> Records for this exercise
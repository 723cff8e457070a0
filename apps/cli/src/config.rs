//! Layered CLI configuration
//!
//! Sources, lowest priority first: built-in defaults, a TOML file, then
//! `UNITSCALC__*` environment variables (`__` separates nested keys).

use anyhow::Context;
use serde::Deserialize;
use std::path::Path;
use unitscalc::{FormatOptions, Unit};

const DEFAULT_CONFIG_NAME: &str = "unitscalc";
const ENV_PREFIX: &str = "UNITSCALC";
const LOG_LEVELS: [&str; 6] = ["trace", "debug", "info", "warn", "error", "off"];
// Largest scale a rust_decimal value can carry.
const MAX_FRACTION_DIGITS: u32 = 28;

#[derive(Debug, Clone, PartialEq, Eq, Deserialize)]
#[serde(default)]
pub struct Config {
    /// Target unit when none is given on the command line.
    pub default_unit: String,
    /// Number of results the REPL remembers.
    pub history_limit: usize,
    pub format: FormatConfig,
    pub logging: LoggingConfig,
}

#[derive(Debug, Clone, PartialEq, Eq, Deserialize)]
#[serde(default)]
pub struct FormatConfig {
    pub max_fraction_digits: u32,
    pub grouping: bool,
}

#[derive(Debug, Clone, PartialEq, Eq, Deserialize)]
#[serde(default)]
pub struct LoggingConfig {
    pub level: String,
    pub json: bool,
}

impl Default for Config {
    fn default() -> Self {
        Self {
            default_unit: "mm".into(),
            history_limit: 100,
            format: FormatConfig::default(),
            logging: LoggingConfig::default(),
        }
    }
}

impl Default for FormatConfig {
    fn default() -> Self {
        let options = FormatOptions::default();
        Self {
            max_fraction_digits: options.max_fraction_digits,
            grouping: options.grouping,
        }
    }
}

impl Default for LoggingConfig {
    fn default() -> Self {
        Self {
            level: "warn".into(),
            json: false,
        }
    }
}

fn environment() -> config::Environment {
    config::Environment::with_prefix(ENV_PREFIX)
        .separator("__")
        .try_parsing(true)
}

impl Config {
    /// Load from `path` (required) or from `unitscalc.toml` if present.
    pub fn load(path: Option<&Path>) -> anyhow::Result<Self> {
        let file = match path {
            Some(path) => config::File::from(path).required(true),
            None => config::File::with_name(DEFAULT_CONFIG_NAME).required(false),
        };
        Self::from_sources(file, environment())
    }

    fn from_sources<S>(file: S, env: config::Environment) -> anyhow::Result<Self>
    where
        S: config::Source + Send + Sync + 'static,
    {
        let settings = config::Config::builder()
            .add_source(file)
            .add_source(env)
            .build()
            .context("Failed to read configuration sources")?;

        settings
            .try_deserialize()
            .context("Failed to deserialize configuration")
    }

    pub fn validate(&self) -> Result<(), String> {
        self.default_unit
            .parse::<Unit>()
            .map_err(|e| format!("default_unit: {e}"))?;

        if self.history_limit == 0 {
            return Err("history_limit must be at least 1".into());
        }

        if self.format.max_fraction_digits > MAX_FRACTION_DIGITS {
            return Err(format!(
                "format.max_fraction_digits must not exceed {MAX_FRACTION_DIGITS}"
            ));
        }

        if !LOG_LEVELS.contains(&self.logging.level.to_ascii_lowercase().as_str()) {
            return Err(format!(
                "logging.level must be one of {}",
                LOG_LEVELS.join(", ")
            ));
        }

        Ok(())
    }

    /// The configured default target; call `validate` first.
    pub fn target_unit(&self) -> anyhow::Result<Unit> {
        self.default_unit
            .parse::<Unit>()
            .context("Invalid default unit")
    }

    pub fn format_options(&self) -> FormatOptions {
        FormatOptions {
            max_fraction_digits: self.format.max_fraction_digits,
            grouping: self.format.grouping,
        }
    }
}
//! Supported length units and the conversion ratio table
//!
//! The set of units is closed. Every ordered pair of units has a ratio, built
//! once from four base constants.

use crate::error::{Error, Result};
use once_cell::sync::Lazy;
use rust_decimal::{Decimal, RoundingStrategy};
use std::fmt;
use std::str::FromStr;

/// Millimeters in one inch.
pub const MM_PER_INCH: Decimal = Decimal::from_parts(254, 0, 0, false, 1);
/// Millimeters in one centimeter.
pub const MM_PER_CM: Decimal = Decimal::from_parts(10, 0, 0, false, 0);
/// Typographic points in one inch.
pub const POINTS_PER_INCH: Decimal = Decimal::from_parts(72, 0, 0, false, 0);
/// Device pixels in one inch.
pub const PIXELS_PER_INCH: Decimal = Decimal::from_parts(300, 0, 0, false, 0);

/// Significant digits kept in every ratio entry.
pub const RATIO_SIGNIFICANT_DIGITS: u32 = 6;

#[derive(Debug, Clone, Copy, PartialEq, Eq, PartialOrd, Ord, Hash)]
#[cfg_attr(feature = "serde", derive(serde::Serialize, serde::Deserialize))]
#[cfg_attr(feature = "serde", serde(rename_all = "lowercase"))]
pub enum Unit {
    Mm,
    Cm,
    In,
    Px,
    Pt,
}

impl Unit {
    pub const ALL: [Unit; 5] = [Unit::Mm, Unit::Cm, Unit::In, Unit::Px, Unit::Pt];

    /// Lowercase code used in expressions, e.g. `mm`.
    pub fn code(self) -> &'static str {
        match self {
            Unit::Mm => "mm",
            Unit::Cm => "cm",
            Unit::In => "in",
            Unit::Px => "px",
            Unit::Pt => "pt",
        }
    }

    pub fn name(self) -> &'static str {
        match self {
            Unit::Mm => "millimeter",
            Unit::Cm => "centimeter",
            Unit::In => "inch",
            Unit::Px => "pixel",
            Unit::Pt => "point",
        }
    }

    /// How many of this unit make up one inch.
    fn per_inch(self) -> Decimal {
        match self {
            Unit::Mm => MM_PER_INCH,
            Unit::Cm => MM_PER_INCH / MM_PER_CM,
            Unit::In => Decimal::ONE,
            Unit::Px => PIXELS_PER_INCH,
            Unit::Pt => POINTS_PER_INCH,
        }
    }

    fn index(self) -> usize {
        self as usize
    }
}

impl fmt::Display for Unit {
    fn fmt(&self, f: &mut fmt::Formatter<'_>) -> fmt::Result {
        f.write_str(self.code())
    }
}

impl FromStr for Unit {
    type Err = Error;

    /// Case-insensitive match against the unit codes.
    fn from_str(s: &str) -> Result<Self> {
        Unit::ALL
            .into_iter()
            .find(|unit| unit.code().eq_ignore_ascii_case(s))
            .ok_or_else(|| {
                Error::Conversion(format!(
                    "unknown unit '{}', expected one of mm, cm, in, px, pt",
                    s
                ))
            })
    }
}

/// Multipliers converting an amount in one unit into another.
#[derive(Debug, Clone, PartialEq)]
pub struct RatioTable {
    entries: [[Decimal; 5]; 5],
}

impl RatioTable {
    /// Build the full 5x5 table from the base constants.
    pub fn new() -> Self {
        let mut entries = [[Decimal::ONE; 5]; 5];
        for from in Unit::ALL {
            for to in Unit::ALL {
                if from != to {
                    entries[from.index()][to.index()] = compute_ratio(from, to);
                }
            }
        }
        Self { entries }
    }

    /// Multiplier turning an amount in `from` into an amount in `to`.
    pub fn get(&self, from: Unit, to: Unit) -> Decimal {
        self.entries[from.index()][to.index()]
    }

    /// All entries as `(from, to, ratio)` in declaration order.
    pub fn iter(&self) -> impl Iterator<Item = (Unit, Unit, Decimal)> + '_ {
        Unit::ALL.into_iter().flat_map(move |from| {
            Unit::ALL
                .into_iter()
                .map(move |to| (from, to, self.get(from, to)))
        })
    }
}

impl Default for RatioTable {
    fn default() -> Self {
        Self::new()
    }
}

// One exact division of the per-inch counts, then rounding.
fn compute_ratio(from: Unit, to: Unit) -> Decimal {
    let exact = to.per_inch() / from.per_inch();
    exact
        .round_sf_with_strategy(
            RATIO_SIGNIFICANT_DIGITS,
            RoundingStrategy::MidpointAwayFromZero,
        )
        .unwrap_or(exact)
        .normalize()
}

static RATIOS: Lazy<RatioTable> = Lazy::new(RatioTable::new);

/// Process-wide ratio table.
pub fn ratios() -> &'static RatioTable {
    &RATIOS
}

/// Shorthand for `ratios().get(from, to)`.
pub fn ratio(from: Unit, to: Unit) -> Decimal {
    RATIOS.get(from, to)
}
//! Evaluation of expression trees
//!
//! Evaluation runs in two steps. `values` sums amounts per unit without any
//! conversion. `convert` then scales each bucket into the target unit through
//! the ratio table and adds them up.

use crate::ast::{Expression, Measurement};
use crate::error::{Error, Result};
use crate::units::{ratios, Unit};
use rust_decimal::Decimal;
use std::collections::BTreeMap;
use std::str::FromStr;

/// Signed amount per unit, ordered by unit declaration order.
pub type UnitValues = BTreeMap<Unit, Decimal>;

/// Reduce `expression` to its per-unit totals.
///
/// Leaves are visited left to right with the sign they carry after any
/// enclosing subtractions.
pub fn values(expression: &Expression) -> Result<UnitValues> {
    let mut totals = UnitValues::new();
    let mut pending = vec![(expression, false)];

    while let Some((node, negated)) = pending.pop() {
        match node {
            Expression::Measurement(m) => {
                let current = totals.entry(m.unit).or_insert(Decimal::ZERO);
                let updated = if negated {
                    current.checked_sub(m.amount)
                } else {
                    current.checked_add(m.amount)
                };
                *current = updated.ok_or(Error::Overflow)?;
            }
            Expression::Addition(left, right) => {
                pending.push((&**right, negated));
                pending.push((&**left, negated));
            }
            Expression::Subtraction(left, right) => {
                pending.push((&**right, !negated));
                pending.push((&**left, negated));
            }
            Expression::Brackets(inner) => pending.push((&**inner, negated)),
        }
    }

    Ok(totals)
}

/// Evaluate `expression` as a single measurement in `target`.
pub fn convert(expression: &Expression, target: Unit) -> Result<Measurement> {
    let buckets = values(expression)?;
    tracing::debug!(buckets = ?buckets, target = %target, "converting expression");

    let table = ratios();
    let mut total = Decimal::ZERO;
    for (unit, amount) in buckets {
        let scaled = amount
            .checked_mul(table.get(unit, target))
            .ok_or(Error::Overflow)?;
        total = total.checked_add(scaled).ok_or(Error::Overflow)?;
    }

    Ok(Measurement::new(total, target))
}

/// Evaluate `expression` into the unit named by `target_code`.
pub fn calculate(expression: &Expression, target_code: &str) -> Result<Measurement> {
    let target = Unit::from_str(target_code.trim())?;
    convert(expression, target)
}
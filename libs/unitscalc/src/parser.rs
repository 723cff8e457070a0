//! Expression parser - converts token sequences to expression trees
//!
//! Recursive descent with an explicit state per expression level:
//!
//! ```text
//! expression  := term (('+' | '-') term)*
//! term        := measurement | '(' expression ')'
//! measurement := number unit
//! ```
//!
//! Operators are left-associative and share one precedence level. A `)` ends
//! the current level without being consumed; the level that opened the bracket
//! consumes it.

use crate::ast::Expression;
use crate::error::{Error, Result};
use crate::lexer;
use crate::token::Token;
use rust_decimal::Decimal;

const MAX_NESTING_DEPTH: usize = 200;

/// Position within one expression level
#[derive(Debug, Clone, Copy, PartialEq, Eq)]
pub enum ParserState {
    /// Expecting the first term.
    Start,
    /// A complete term was read; expecting `+`, `-`, `)` or the end.
    AfterTerm,
    AfterPlus,
    AfterMinus,
}

impl ParserState {
    fn expectation(self) -> &'static str {
        match self {
            ParserState::Start => "a measurement or '('",
            ParserState::AfterTerm => "'+', '-', ')' or end of input",
            ParserState::AfterPlus | ParserState::AfterMinus => {
                "a measurement or '(' after operator"
            }
        }
    }
}

/// Parser over a complete token sequence
pub struct Parser {
    tokens: Vec<Token>,
    position: usize,
    depth: usize,
}

impl Parser {
    pub fn new(tokens: Vec<Token>) -> Self {
        Self {
            tokens,
            position: 0,
            depth: 0,
        }
    }

    /// Parse the whole sequence into one expression.
    pub fn parse(&mut self) -> Result<Expression> {
        let expr = self.parse_expression()?;

        // Ensure we've consumed all input
        if let Some(token) = self.peek() {
            return Err(Error::Syntax(format!(
                "Unexpected '{}' after complete expression: too many tokens, bracket mismatch maybe",
                token
            )));
        }

        Ok(expr)
    }

    fn peek(&self) -> Option<&Token> {
        self.tokens.get(self.position)
    }

    fn next(&mut self) -> Option<Token> {
        let token = self.tokens.get(self.position).cloned();
        if token.is_some() {
            self.position += 1;
        }
        token
    }

    /// One level: terms joined by `+` / `-`, folded to the left.
    fn parse_expression(&mut self) -> Result<Expression> {
        let mut parsed: Option<Expression> = None;
        let mut state = ParserState::Start;

        while let Some(token) = self.peek().cloned() {
            match (state, token) {
                // Leave the bracket to the level that opened it.
                (ParserState::AfterTerm, Token::CloseBracket) => break,
                (ParserState::AfterTerm, Token::Plus) => {
                    self.position += 1;
                    state = ParserState::AfterPlus;
                }
                (ParserState::AfterTerm, Token::Minus) => {
                    self.position += 1;
                    state = ParserState::AfterMinus;
                }
                (
                    ParserState::Start | ParserState::AfterPlus | ParserState::AfterMinus,
                    Token::Number(_) | Token::OpenBracket,
                ) => {
                    let term = self.parse_term()?;
                    parsed = Some(match (state, parsed.take()) {
                        (ParserState::AfterPlus, Some(left)) => Expression::addition(left, term),
                        (ParserState::AfterMinus, Some(left)) => {
                            Expression::subtraction(left, term)
                        }
                        _ => term,
                    });
                    state = ParserState::AfterTerm;
                }
                (state, token) => {
                    return Err(Error::Syntax(format!(
                        "'{}' in wrong place, expected {}",
                        token,
                        state.expectation()
                    )));
                }
            }
        }

        match (state, parsed) {
            (ParserState::AfterTerm, Some(expr)) => Ok(expr),
            (state, _) => Err(Error::Syntax(format!(
                "Expected {}, but reached end of input",
                state.expectation()
            ))),
        }
    }

    fn parse_term(&mut self) -> Result<Expression> {
        match self.next() {
            Some(Token::Number(amount)) => self.parse_measurement(amount),
            Some(Token::OpenBracket) => self.parse_brackets(),
            Some(token) => Err(Error::Syntax(format!(
                "'{}' in wrong place, expected a measurement or '('",
                token
            ))),
            None => Err(Error::Syntax(
                "Expected a measurement or '(', but reached end of input".into(),
            )),
        }
    }

    fn parse_measurement(&mut self, amount: Decimal) -> Result<Expression> {
        match self.next() {
            Some(Token::Unit(unit)) => Ok(Expression::measurement(amount, unit)),
            Some(token) => Err(Error::Syntax(format!(
                "Expected unit after number {}, got '{}'",
                amount, token
            ))),
            None => Err(Error::Syntax(format!(
                "Expected unit after number {}, but reached end of input",
                amount
            ))),
        }
    }

    fn parse_brackets(&mut self) -> Result<Expression> {
        self.depth += 1;
        if self.depth > MAX_NESTING_DEPTH {
            return Err(Error::Syntax(format!(
                "Expression too deeply nested (max depth: {})",
                MAX_NESTING_DEPTH
            )));
        }
        let inner = self.parse_expression()?;
        self.depth -= 1;

        match self.next() {
            Some(Token::CloseBracket) => Ok(Expression::brackets(inner)),
            Some(token) => Err(Error::Syntax(format!(
                "'{}' instead of closing bracket",
                token
            ))),
            None => Err(Error::Syntax("No closing bracket".into())),
        }
    }
}

/// Parse a token sequence.
pub fn parse(tokens: Vec<Token>) -> Result<Expression> {
    let expr = Parser::new(tokens).parse()?;
    tracing::debug!(nodes = expr.node_count(), "parsed expression");
    Ok(expr)
}

/// Tokenize and parse `input`.
pub fn parse_str(input: &str) -> Result<Expression> {
    parse(lexer::tokenize(input)?)
}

> Activity
How many of the lines in the data above carry the word "Evaluate"? Say the number and nothing else.

> Response to this exercise
2